Dopo aver avvertito Washington – evitando così di scatenare una risposta nucleare statunitense – le Forze missilistiche strategiche russe lancerebbero missili che esplodono sul proprio territorio artico. Al costo di pochissime vittime (russe), Il cremlino sottolineerebbe fino a che è disposto a spingersi. Nel frattempo, l’intelligence occidentale avvertirebbe di un insolitamente alto numero di sottomarini russi armati con missili strategici.
Sul piano diplomatico, il Cremlino si porrebbe verso l’Occidente come partner ragionevole e desideroso di ripristinare relazioni fraterne, da pari a pari. Che id fatto significherebbe la fine dell’ordine globale occidentale che ha retto il mondo negli ultimi trent’anni. Mosca proporrebbe, in un contesto di difficile negoziazione, un accordo per la pace: la Russia si prenderebbe gli Stati baltici, un corridoio terrestre attraverso i resti di uno Stato ucraino diviso e la Moldavia. Restituendo Gotland alla Svezia come segno di buona volontà.

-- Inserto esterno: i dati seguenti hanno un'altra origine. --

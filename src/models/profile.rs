//! Parameter profiles: pure configuration that tunes which detectors run
//! and at what score they clear, without touching detector code.

use serde::{Deserialize, Serialize};
use std::collections::BTreeMap;

use crate::detectors::DetectorType;
use crate::error::ConfigError;
use crate::models::signal::TradeStyle;

/// Per-detector profile override.
#[derive(Debug, Clone, Copy, PartialEq, Serialize, Deserialize)]
pub struct DetectorOverride {
    pub enabled: bool,
    #[serde(skip_serializing_if = "Option::is_none")]
    pub min_score: Option<f64>,
}

impl DetectorOverride {
    pub fn disabled() -> Self {
        Self {
            enabled: false,
            min_score: None,
        }
    }

    pub fn min_score(min_score: f64) -> Self {
        Self {
            enabled: true,
            min_score: Some(min_score),
        }
    }
}

/// Minimum composite score required per trade style.
#[derive(Debug, Clone, Copy, PartialEq, Serialize, Deserialize)]
pub struct MinScoreByStyle {
    pub scalp: f64,
    pub day: f64,
    pub swing: f64,
}

impl MinScoreByStyle {
    pub fn get(&self, style: TradeStyle) -> f64 {
        match style {
            TradeStyle::Scalp => self.scalp,
            TradeStyle::Day => self.day,
            TradeStyle::Swing => self.swing,
        }
    }
}

/// The three canonical profiles shipped with the engine.
#[derive(Debug, Clone, Copy, PartialEq, Eq, Serialize, Deserialize)]
#[serde(rename_all = "lowercase")]
pub enum ProfileKind {
    Default,
    Conservative,
    Aggressive,
}

impl ProfileKind {
    pub fn parse(name: &str) -> Result<Self, ConfigError> {
        match name.to_ascii_lowercase().as_str() {
            "default" | "balanced" => Ok(ProfileKind::Default),
            "conservative" => Ok(ProfileKind::Conservative),
            "aggressive" => Ok(ProfileKind::Aggressive),
            other => Err(ConfigError::UnknownProfile(other.to_string())),
        }
    }

    pub fn profile(self) -> ParameterProfile {
        match self {
            ProfileKind::Default => ParameterProfile::default_profile(),
            ProfileKind::Conservative => ParameterProfile::conservative(),
            ProfileKind::Aggressive => ParameterProfile::aggressive(),
        }
    }
}

/// Named engine configuration. Exactly one profile is active per
/// evaluation call; the host owns selection and passes it explicitly.
#[derive(Debug, Clone, PartialEq, Serialize, Deserialize)]
pub struct ParameterProfile {
    pub name: String,
    pub min_score_by_style: MinScoreByStyle,
    #[serde(skip_serializing_if = "BTreeMap::is_empty", default)]
    pub detector_overrides: BTreeMap<DetectorType, DetectorOverride>,
    /// Tolerance, as a percent of price, for VWAP/level confluence checks.
    pub vwap_proximity_percent: f64,
    /// Minimum trend strength before trend-gated detectors participate.
    pub trend_min_score: f64,
    /// Target projection as a multiple of the setup range (ORB width or ATR).
    pub target_range_multiple: f64,
}

impl ParameterProfile {
    /// Balanced defaults: every detector enabled.
    pub fn default_profile() -> Self {
        Self {
            name: "default".to_string(),
            min_score_by_style: MinScoreByStyle {
                scalp: 65.0,
                day: 60.0,
                swing: 55.0,
            },
            detector_overrides: BTreeMap::new(),
            vwap_proximity_percent: 0.3,
            trend_min_score: 40.0,
            target_range_multiple: 1.5,
        }
    }

    /// Higher thresholds, fewer detectors, larger target multiples.
    pub fn conservative() -> Self {
        let mut detector_overrides = BTreeMap::new();
        detector_overrides.insert(DetectorType::VwapFade, DetectorOverride::disabled());
        detector_overrides.insert(DetectorType::FlowSweep, DetectorOverride::disabled());
        detector_overrides.insert(
            DetectorType::OrbBreakout,
            DetectorOverride::min_score(75.0),
        );
        detector_overrides.insert(
            DetectorType::OrbBreakdown,
            DetectorOverride::min_score(75.0),
        );
        Self {
            name: "conservative".to_string(),
            min_score_by_style: MinScoreByStyle {
                scalp: 75.0,
                day: 70.0,
                swing: 65.0,
            },
            detector_overrides,
            vwap_proximity_percent: 0.2,
            trend_min_score: 55.0,
            target_range_multiple: 2.0,
        }
    }

    /// Lower thresholds, every detector enabled, wider tolerances.
    pub fn aggressive() -> Self {
        let mut detector_overrides = BTreeMap::new();
        detector_overrides.insert(
            DetectorType::VwapReclaim,
            DetectorOverride::min_score(50.0),
        );
        Self {
            name: "aggressive".to_string(),
            min_score_by_style: MinScoreByStyle {
                scalp: 55.0,
                day: 50.0,
                swing: 45.0,
            },
            detector_overrides,
            vwap_proximity_percent: 0.5,
            trend_min_score: 30.0,
            target_range_multiple: 1.2,
        }
    }

    /// Whether a detector participates under this profile.
    pub fn is_detector_enabled(&self, detector_type: DetectorType) -> bool {
        self.detector_overrides
            .get(&detector_type)
            .map(|o| o.enabled)
            .unwrap_or(true)
    }

    /// Effective minimum score for a detector: the per-detector override
    /// when present, otherwise the trade-style default.
    pub fn detector_min_score(&self, detector_type: DetectorType, style: TradeStyle) -> f64 {
        self.detector_overrides
            .get(&detector_type)
            .and_then(|o| o.min_score)
            .unwrap_or_else(|| self.min_score_by_style.get(style))
    }

    /// Reject out-of-range thresholds and tolerances. Host-assembled
    /// profiles go through this before their first evaluation call.
    pub fn validate(&self) -> Result<(), ConfigError> {
        let in_score_band = |v: f64| v.is_finite() && (0.0..=100.0).contains(&v);
        if !in_score_band(self.min_score_by_style.scalp) {
            return Err(ConfigError::InvalidProfileField(
                "min_score_by_style.scalp",
                self.min_score_by_style.scalp,
            ));
        }
        if !in_score_band(self.min_score_by_style.day) {
            return Err(ConfigError::InvalidProfileField(
                "min_score_by_style.day",
                self.min_score_by_style.day,
            ));
        }
        if !in_score_band(self.min_score_by_style.swing) {
            return Err(ConfigError::InvalidProfileField(
                "min_score_by_style.swing",
                self.min_score_by_style.swing,
            ));
        }
        if !in_score_band(self.trend_min_score) {
            return Err(ConfigError::InvalidProfileField(
                "trend_min_score",
                self.trend_min_score,
            ));
        }
        if !self.vwap_proximity_percent.is_finite() || self.vwap_proximity_percent <= 0.0 {
            return Err(ConfigError::InvalidProfileField(
                "vwap_proximity_percent",
                self.vwap_proximity_percent,
            ));
        }
        if !self.target_range_multiple.is_finite() || self.target_range_multiple <= 0.0 {
            return Err(ConfigError::InvalidProfileField(
                "target_range_multiple",
                self.target_range_multiple,
            ));
        }
        for (detector_type, o) in &self.detector_overrides {
            if let Some(min_score) = o.min_score {
                if !in_score_band(min_score) {
                    tracing::error!(
                        detector = detector_type.as_str(),
                        min_score,
                        "profile override outside [0, 100]"
                    );
                    return Err(ConfigError::InvalidProfileField(
                        "detector_overrides.min_score",
                        min_score,
                    ));
                }
            }
        }
        Ok(())
    }
}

Uno scenario fantapolitico, costruito sulla carta. E, come disse più di un secolo fa il generale tedesco Helmuth Von Moltke, “nessun piano sopravvive al contatto con il nemico”. Ma le dinamiche presentate da Kallberg sono tutt’altro che irrealistiche, e rappresentano spunti importantissimi per chi, in Europa e fuori, deve gestire la complicata situazione dell’Eastern Flank.